*** Data for review Section Begins ***

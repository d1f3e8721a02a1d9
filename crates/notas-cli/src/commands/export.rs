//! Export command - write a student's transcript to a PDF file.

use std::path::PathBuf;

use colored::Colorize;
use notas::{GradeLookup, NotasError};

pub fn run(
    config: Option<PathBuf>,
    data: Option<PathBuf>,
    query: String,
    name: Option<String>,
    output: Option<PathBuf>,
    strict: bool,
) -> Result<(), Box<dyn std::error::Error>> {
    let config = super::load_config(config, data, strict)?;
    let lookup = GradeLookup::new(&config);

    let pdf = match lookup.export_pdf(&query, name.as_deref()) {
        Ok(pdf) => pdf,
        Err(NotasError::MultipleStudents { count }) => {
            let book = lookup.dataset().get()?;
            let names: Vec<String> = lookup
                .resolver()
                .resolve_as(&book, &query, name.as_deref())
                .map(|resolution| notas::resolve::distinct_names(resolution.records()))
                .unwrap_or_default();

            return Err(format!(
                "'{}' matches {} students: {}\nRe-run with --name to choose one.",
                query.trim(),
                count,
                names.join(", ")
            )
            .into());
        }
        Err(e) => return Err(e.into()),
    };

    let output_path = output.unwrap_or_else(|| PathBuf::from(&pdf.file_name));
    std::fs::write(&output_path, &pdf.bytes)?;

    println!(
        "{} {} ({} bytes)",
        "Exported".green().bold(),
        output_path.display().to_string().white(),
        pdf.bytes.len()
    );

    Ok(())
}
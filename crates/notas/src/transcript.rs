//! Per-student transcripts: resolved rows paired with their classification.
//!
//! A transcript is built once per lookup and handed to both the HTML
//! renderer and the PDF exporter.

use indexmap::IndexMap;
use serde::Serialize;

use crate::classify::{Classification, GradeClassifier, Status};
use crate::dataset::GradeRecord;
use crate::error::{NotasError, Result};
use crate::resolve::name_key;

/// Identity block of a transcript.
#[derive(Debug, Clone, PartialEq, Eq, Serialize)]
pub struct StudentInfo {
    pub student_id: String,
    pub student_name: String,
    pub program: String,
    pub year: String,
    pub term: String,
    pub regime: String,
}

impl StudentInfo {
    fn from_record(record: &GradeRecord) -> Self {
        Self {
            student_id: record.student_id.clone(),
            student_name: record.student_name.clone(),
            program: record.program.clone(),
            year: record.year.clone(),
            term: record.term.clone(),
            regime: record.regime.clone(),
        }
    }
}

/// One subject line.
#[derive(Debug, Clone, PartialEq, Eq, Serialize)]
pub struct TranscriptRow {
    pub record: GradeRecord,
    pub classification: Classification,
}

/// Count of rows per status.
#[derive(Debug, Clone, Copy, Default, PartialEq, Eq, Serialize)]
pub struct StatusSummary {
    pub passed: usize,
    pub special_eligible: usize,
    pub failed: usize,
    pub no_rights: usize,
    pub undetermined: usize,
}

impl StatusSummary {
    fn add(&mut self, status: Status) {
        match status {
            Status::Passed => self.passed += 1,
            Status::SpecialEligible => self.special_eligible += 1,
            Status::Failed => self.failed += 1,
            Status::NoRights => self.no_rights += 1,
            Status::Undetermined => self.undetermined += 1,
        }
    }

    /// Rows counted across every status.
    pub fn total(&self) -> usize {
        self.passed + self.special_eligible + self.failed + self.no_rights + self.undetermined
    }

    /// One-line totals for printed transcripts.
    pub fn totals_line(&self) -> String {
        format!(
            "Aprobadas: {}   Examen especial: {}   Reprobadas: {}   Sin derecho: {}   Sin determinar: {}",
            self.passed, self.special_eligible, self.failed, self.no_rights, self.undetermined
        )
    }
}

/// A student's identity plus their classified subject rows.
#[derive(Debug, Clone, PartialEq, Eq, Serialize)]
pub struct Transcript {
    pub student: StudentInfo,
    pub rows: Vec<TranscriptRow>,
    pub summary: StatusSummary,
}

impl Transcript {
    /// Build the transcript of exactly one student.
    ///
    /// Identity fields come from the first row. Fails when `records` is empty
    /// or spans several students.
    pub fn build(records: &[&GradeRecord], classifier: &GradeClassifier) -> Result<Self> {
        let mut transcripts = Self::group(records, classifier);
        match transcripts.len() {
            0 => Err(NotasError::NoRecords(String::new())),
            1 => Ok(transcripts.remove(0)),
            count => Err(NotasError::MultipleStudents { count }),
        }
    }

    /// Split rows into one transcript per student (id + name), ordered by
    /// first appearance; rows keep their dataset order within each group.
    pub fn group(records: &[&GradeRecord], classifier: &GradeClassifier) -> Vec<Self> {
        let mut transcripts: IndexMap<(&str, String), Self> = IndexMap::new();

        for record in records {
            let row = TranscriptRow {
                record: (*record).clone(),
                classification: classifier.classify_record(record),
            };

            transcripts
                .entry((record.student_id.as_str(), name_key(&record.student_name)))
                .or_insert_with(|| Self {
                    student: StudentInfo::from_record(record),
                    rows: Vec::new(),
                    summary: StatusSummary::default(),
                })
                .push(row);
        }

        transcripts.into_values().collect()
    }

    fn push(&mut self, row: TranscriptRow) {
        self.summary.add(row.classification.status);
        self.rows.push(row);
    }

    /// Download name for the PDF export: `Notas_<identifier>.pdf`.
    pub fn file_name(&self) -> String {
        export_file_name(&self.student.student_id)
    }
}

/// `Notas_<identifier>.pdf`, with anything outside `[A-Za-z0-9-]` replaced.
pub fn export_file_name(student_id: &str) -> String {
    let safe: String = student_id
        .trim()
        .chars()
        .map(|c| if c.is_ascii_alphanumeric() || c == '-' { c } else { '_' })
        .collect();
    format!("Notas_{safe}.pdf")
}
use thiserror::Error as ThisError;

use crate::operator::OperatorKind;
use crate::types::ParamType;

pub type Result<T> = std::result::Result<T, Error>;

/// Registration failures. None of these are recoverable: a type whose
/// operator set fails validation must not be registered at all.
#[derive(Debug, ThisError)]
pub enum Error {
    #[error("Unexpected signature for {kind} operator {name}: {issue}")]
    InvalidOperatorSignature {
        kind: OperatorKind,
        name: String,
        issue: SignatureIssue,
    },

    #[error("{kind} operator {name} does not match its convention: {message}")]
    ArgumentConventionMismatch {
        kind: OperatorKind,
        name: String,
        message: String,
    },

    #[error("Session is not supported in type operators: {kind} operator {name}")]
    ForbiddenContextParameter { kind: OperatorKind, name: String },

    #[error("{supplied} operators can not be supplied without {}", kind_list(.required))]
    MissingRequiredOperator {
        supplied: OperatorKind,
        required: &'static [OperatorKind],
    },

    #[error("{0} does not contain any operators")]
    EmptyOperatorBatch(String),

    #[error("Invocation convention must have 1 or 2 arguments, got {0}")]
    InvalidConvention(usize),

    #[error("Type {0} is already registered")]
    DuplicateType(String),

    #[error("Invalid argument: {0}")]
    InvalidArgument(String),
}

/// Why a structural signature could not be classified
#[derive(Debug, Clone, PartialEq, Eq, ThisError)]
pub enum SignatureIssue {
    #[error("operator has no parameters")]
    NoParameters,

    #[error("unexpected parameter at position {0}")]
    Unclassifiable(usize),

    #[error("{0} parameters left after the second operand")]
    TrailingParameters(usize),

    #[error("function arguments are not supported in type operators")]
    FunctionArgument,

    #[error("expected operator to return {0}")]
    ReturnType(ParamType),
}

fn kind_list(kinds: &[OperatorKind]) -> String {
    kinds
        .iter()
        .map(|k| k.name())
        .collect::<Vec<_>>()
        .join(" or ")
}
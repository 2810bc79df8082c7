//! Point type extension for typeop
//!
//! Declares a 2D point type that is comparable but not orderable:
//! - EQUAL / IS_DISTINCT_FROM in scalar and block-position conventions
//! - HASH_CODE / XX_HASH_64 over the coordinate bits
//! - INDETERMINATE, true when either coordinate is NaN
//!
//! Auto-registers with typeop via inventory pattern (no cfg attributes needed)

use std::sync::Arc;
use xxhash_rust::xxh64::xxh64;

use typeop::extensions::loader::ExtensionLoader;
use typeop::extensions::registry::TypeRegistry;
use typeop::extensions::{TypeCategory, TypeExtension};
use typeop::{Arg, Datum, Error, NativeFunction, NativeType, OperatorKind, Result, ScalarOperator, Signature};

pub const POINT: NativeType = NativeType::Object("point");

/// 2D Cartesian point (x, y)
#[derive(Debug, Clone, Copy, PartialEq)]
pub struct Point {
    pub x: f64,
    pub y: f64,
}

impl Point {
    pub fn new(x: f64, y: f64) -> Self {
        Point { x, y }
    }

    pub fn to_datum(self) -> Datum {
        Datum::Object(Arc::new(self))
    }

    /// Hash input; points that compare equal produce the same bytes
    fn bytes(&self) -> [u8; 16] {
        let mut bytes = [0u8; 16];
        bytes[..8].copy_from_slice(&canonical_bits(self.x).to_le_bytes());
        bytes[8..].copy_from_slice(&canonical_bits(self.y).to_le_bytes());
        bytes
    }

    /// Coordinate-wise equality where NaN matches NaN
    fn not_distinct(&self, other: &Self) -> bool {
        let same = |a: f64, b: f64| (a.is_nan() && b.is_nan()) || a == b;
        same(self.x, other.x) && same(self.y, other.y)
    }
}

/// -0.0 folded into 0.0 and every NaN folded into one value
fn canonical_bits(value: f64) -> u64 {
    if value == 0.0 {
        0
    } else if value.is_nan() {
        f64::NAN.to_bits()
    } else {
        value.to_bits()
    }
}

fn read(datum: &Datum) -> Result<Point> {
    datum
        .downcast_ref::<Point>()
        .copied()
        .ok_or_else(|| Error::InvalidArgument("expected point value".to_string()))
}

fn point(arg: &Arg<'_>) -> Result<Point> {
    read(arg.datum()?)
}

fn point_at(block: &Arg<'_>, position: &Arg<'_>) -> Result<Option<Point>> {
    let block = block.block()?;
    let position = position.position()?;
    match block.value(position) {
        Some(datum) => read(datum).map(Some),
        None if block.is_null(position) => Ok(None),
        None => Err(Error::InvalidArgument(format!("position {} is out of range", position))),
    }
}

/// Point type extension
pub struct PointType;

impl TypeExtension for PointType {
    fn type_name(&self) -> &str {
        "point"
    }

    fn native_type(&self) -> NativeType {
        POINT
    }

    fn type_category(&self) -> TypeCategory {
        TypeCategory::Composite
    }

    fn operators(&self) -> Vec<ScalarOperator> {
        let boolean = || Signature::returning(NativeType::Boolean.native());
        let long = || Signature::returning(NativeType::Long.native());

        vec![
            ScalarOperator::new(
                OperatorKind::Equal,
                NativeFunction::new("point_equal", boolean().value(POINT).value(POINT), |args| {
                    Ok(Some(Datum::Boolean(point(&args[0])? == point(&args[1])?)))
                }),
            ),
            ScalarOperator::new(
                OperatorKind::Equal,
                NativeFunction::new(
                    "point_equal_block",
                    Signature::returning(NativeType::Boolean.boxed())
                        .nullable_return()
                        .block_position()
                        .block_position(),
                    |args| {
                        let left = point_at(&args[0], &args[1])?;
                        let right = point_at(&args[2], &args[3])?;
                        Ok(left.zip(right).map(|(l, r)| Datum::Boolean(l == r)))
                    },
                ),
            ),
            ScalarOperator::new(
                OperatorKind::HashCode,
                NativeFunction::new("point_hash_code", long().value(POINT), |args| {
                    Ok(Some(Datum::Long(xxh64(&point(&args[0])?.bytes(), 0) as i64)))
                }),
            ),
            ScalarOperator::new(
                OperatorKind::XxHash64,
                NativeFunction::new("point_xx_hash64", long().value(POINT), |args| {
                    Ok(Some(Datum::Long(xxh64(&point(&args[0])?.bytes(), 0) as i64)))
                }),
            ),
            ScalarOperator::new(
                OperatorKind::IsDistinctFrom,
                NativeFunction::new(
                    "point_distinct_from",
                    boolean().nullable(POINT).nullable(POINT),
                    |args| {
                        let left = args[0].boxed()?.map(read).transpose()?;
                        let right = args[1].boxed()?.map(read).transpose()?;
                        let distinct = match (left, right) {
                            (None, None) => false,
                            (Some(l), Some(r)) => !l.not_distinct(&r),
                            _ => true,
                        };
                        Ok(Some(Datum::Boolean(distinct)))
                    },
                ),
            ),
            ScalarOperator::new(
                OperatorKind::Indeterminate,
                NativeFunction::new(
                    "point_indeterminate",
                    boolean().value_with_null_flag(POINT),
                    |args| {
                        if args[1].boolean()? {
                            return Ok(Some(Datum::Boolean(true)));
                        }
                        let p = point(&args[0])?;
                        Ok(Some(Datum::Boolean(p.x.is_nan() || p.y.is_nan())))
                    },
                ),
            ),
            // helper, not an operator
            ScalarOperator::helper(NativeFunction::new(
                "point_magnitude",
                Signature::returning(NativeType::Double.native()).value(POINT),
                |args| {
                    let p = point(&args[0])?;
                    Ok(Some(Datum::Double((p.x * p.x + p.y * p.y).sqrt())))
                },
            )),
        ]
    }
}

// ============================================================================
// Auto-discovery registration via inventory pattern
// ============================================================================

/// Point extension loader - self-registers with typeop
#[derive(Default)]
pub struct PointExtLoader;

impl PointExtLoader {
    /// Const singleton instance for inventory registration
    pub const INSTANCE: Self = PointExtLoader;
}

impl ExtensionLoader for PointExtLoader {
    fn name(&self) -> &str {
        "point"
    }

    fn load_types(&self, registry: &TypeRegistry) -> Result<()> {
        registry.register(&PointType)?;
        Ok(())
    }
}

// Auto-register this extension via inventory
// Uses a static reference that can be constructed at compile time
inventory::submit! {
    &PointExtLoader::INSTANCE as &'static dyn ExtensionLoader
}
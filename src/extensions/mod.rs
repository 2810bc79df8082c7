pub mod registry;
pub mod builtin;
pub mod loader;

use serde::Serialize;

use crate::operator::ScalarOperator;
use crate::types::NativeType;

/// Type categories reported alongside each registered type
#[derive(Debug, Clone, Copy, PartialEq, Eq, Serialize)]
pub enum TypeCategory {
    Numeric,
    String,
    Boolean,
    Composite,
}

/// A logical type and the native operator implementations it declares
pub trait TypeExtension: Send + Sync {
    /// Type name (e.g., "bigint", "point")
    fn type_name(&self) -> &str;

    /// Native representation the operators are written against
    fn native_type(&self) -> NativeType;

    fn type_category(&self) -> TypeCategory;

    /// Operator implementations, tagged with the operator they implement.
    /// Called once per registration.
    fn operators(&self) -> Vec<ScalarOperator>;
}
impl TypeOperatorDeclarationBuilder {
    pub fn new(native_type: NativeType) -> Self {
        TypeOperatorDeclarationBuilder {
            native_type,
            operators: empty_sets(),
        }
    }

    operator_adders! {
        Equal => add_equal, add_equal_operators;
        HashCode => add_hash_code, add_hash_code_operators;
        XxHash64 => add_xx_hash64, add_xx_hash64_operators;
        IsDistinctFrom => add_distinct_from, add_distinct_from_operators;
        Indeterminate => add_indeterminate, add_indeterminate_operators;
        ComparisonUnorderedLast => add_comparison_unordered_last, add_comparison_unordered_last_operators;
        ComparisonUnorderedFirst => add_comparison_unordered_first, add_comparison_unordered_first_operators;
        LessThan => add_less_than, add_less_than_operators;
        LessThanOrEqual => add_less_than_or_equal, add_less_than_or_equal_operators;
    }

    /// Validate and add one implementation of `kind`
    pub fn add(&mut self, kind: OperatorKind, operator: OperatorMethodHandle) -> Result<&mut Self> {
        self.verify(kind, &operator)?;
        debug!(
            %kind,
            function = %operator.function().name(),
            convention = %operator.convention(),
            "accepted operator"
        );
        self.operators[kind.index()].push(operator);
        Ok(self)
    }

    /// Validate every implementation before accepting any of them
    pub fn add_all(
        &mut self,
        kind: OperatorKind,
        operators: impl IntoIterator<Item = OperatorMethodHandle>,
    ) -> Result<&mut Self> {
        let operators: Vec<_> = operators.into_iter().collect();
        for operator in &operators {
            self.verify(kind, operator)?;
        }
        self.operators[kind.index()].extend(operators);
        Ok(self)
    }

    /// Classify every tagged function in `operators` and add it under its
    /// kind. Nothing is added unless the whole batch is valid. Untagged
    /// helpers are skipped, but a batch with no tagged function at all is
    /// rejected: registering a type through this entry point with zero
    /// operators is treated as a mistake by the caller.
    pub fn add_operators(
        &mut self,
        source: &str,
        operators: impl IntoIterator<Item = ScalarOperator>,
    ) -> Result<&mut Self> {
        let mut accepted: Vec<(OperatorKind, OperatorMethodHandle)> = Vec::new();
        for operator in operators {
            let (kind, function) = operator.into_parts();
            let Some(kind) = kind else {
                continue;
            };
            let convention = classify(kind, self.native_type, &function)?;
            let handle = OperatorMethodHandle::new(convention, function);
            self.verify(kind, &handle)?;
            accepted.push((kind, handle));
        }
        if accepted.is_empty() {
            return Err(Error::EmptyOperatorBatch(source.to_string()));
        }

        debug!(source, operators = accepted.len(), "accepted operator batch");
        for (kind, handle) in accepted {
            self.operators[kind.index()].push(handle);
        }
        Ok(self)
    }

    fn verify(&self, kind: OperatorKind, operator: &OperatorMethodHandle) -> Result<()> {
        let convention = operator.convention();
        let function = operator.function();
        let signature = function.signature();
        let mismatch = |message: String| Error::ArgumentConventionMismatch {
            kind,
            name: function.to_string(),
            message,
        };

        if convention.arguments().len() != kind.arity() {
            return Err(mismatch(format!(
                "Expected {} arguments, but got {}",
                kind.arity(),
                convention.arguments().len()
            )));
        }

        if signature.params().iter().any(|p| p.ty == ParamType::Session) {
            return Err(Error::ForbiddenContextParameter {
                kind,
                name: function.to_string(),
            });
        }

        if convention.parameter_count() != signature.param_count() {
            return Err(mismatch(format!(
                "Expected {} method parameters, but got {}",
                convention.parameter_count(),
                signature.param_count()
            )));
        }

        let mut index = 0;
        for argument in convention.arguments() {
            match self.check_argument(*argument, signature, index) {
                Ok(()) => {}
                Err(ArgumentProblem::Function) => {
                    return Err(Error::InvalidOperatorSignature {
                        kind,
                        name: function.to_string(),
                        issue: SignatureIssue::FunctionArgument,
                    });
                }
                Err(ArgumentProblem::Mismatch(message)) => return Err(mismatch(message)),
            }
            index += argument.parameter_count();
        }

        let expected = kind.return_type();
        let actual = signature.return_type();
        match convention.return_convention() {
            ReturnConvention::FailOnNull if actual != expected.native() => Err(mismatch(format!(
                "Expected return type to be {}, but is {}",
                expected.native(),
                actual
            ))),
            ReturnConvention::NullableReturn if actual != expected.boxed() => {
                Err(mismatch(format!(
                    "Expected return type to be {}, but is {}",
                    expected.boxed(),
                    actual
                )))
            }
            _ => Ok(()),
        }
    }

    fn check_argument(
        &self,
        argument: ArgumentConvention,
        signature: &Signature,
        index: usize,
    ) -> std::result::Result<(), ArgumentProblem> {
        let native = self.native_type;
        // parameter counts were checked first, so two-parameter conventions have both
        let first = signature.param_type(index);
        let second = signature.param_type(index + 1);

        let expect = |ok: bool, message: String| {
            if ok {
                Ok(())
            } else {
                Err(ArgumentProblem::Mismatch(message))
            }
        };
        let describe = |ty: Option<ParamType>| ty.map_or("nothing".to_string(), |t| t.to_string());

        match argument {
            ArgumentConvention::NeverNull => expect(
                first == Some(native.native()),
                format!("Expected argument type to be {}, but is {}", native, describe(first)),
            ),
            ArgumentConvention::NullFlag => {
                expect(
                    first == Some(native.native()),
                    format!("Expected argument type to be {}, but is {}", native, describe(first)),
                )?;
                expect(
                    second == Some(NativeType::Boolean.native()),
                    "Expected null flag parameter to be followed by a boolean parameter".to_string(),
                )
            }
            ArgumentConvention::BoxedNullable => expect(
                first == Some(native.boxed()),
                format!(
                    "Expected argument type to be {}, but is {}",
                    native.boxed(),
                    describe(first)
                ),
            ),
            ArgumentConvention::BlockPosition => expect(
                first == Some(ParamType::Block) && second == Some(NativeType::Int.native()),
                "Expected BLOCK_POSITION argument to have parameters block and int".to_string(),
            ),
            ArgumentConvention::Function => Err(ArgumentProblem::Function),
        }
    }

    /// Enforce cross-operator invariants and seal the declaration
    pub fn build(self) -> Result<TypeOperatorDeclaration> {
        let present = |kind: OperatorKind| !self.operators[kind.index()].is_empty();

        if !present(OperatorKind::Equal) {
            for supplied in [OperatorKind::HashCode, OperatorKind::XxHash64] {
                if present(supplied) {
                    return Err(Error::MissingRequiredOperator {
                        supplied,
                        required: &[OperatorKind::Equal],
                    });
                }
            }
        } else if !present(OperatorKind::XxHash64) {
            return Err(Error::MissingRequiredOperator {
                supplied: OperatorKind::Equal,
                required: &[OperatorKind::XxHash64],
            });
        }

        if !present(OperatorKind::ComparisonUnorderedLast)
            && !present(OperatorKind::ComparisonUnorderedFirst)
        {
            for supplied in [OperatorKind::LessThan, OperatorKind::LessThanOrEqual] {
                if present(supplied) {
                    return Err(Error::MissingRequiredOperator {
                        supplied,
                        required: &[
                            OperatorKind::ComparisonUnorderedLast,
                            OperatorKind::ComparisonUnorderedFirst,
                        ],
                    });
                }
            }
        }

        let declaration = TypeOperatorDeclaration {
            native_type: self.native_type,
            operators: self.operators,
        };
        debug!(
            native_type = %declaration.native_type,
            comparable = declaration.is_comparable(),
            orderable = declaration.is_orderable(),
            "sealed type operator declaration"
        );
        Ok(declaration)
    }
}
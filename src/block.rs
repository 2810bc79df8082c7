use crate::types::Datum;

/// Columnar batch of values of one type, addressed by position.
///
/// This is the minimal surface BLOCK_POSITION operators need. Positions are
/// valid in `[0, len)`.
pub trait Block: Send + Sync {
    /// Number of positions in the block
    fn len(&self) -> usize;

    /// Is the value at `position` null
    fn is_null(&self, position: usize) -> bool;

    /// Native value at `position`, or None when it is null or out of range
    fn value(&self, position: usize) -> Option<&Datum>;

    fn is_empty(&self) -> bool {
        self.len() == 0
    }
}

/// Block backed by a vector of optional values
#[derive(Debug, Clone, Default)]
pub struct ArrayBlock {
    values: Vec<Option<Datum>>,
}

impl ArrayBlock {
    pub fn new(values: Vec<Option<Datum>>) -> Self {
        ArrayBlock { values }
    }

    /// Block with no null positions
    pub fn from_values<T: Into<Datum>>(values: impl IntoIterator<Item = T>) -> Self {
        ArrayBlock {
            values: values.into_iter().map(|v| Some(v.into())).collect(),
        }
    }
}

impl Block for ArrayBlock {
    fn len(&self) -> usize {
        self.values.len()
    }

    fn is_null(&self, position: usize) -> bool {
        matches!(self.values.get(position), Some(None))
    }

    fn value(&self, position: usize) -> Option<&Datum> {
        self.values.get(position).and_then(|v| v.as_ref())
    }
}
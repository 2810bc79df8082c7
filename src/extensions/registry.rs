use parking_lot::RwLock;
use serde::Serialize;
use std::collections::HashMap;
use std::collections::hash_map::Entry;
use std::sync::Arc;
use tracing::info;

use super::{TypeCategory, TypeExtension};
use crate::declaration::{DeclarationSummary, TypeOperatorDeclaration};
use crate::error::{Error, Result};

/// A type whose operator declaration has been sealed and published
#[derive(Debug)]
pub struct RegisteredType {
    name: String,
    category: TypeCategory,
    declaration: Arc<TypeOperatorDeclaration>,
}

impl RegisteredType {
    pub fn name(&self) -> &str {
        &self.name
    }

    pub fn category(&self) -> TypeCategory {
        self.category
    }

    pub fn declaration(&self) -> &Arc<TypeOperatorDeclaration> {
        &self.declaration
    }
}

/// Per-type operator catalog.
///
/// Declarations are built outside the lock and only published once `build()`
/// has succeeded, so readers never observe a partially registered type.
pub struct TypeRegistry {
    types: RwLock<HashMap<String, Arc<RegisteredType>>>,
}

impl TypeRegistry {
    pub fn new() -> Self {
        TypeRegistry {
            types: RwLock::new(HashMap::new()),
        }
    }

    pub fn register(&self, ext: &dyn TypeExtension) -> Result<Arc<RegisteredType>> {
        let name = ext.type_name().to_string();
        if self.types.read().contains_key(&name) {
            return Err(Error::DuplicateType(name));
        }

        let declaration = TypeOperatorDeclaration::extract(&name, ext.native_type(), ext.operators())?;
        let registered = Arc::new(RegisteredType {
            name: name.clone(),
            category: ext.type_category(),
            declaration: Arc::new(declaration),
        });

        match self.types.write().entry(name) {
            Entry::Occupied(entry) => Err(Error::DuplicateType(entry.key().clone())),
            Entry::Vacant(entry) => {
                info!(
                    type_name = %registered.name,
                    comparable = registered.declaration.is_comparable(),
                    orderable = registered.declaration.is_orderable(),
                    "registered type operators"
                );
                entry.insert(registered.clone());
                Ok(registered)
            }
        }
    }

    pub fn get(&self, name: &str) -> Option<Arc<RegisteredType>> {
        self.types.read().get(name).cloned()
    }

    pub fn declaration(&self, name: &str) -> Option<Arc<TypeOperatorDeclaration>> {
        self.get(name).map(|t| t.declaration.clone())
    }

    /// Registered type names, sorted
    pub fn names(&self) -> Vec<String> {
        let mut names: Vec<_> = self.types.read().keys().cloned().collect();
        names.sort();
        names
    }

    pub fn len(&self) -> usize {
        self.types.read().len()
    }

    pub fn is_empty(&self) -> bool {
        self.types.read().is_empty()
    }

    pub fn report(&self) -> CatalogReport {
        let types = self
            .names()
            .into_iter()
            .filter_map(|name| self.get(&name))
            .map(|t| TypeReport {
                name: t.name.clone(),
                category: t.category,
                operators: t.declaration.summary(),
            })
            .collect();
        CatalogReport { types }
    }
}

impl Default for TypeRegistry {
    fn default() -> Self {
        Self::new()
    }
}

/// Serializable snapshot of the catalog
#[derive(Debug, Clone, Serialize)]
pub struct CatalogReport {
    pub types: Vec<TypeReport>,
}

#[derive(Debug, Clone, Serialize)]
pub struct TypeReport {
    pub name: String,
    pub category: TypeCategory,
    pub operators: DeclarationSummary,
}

*** Data for review Section Ends ***

Copy out each line of the records that holds the string "PartialEq".

Written solution -
#[derive(Debug, Clone, PartialEq, Eq, Serialize)]
#[derive(Debug, Clone, PartialEq, Eq, Serialize)]
#[derive(Debug, Clone, Copy, Default, PartialEq, Eq, Serialize)]
#[derive(Debug, Clone, PartialEq, Eq, Serialize)]
#[derive(Debug, Clone, PartialEq, Eq, ThisError)]
#[derive(Debug, Clone, Copy, PartialEq)]
#[derive(Debug, Clone, Copy, PartialEq, Eq, Serialize)]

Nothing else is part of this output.